* Directions for this task *
Retrieve every line of the data holding the word "that".

* The data *
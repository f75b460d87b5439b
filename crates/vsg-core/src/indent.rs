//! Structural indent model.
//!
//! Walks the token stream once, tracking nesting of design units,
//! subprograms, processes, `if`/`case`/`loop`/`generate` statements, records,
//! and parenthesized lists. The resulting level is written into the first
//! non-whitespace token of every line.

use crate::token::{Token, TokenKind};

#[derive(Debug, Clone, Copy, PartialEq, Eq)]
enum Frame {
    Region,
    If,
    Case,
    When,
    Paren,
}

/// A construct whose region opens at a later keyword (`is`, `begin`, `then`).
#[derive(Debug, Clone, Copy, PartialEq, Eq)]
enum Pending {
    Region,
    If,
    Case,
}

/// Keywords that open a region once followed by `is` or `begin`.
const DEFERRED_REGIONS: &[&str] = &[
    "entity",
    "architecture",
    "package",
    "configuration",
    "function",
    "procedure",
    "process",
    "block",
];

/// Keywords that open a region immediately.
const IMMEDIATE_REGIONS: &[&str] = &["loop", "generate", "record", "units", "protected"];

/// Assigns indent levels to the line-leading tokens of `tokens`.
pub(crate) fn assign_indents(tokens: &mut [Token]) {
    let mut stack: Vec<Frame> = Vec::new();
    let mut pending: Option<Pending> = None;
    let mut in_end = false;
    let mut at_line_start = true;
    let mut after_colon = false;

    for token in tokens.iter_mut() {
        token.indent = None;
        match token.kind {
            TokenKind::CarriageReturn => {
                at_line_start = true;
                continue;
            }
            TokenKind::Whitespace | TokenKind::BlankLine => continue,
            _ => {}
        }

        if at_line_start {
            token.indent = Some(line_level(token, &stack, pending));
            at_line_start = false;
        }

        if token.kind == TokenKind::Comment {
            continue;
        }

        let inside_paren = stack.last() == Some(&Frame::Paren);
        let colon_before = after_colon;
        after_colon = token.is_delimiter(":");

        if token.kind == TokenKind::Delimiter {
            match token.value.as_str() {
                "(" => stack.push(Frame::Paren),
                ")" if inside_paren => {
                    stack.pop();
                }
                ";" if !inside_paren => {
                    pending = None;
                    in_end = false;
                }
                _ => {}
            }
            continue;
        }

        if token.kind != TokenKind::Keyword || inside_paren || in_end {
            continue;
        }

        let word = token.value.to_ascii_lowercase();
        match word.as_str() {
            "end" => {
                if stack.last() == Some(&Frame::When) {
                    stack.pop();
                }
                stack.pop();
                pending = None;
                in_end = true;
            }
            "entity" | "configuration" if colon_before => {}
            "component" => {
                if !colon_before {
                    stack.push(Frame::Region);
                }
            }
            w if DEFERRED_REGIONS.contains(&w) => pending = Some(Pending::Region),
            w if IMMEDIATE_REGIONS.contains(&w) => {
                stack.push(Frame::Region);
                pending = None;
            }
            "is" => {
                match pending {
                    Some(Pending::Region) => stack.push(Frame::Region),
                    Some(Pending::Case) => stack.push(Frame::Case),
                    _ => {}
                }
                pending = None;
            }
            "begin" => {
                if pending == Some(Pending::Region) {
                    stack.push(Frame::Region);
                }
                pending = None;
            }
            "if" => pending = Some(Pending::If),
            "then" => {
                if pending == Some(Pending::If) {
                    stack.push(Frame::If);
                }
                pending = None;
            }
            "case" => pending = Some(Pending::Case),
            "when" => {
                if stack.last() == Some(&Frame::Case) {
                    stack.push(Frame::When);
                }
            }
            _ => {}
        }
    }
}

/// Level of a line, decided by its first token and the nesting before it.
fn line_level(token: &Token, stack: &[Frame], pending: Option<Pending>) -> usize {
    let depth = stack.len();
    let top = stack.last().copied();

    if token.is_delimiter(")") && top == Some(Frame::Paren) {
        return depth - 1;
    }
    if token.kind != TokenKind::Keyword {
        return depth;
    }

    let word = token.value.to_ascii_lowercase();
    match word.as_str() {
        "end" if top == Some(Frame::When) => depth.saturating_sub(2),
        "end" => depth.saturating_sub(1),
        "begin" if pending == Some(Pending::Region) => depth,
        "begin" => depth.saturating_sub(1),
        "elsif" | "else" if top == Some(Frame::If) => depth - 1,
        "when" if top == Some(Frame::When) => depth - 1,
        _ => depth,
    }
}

* Your response *
/// Keywords that open a region once followed by `is` or `begin`.
/// Keywords that open a region immediately.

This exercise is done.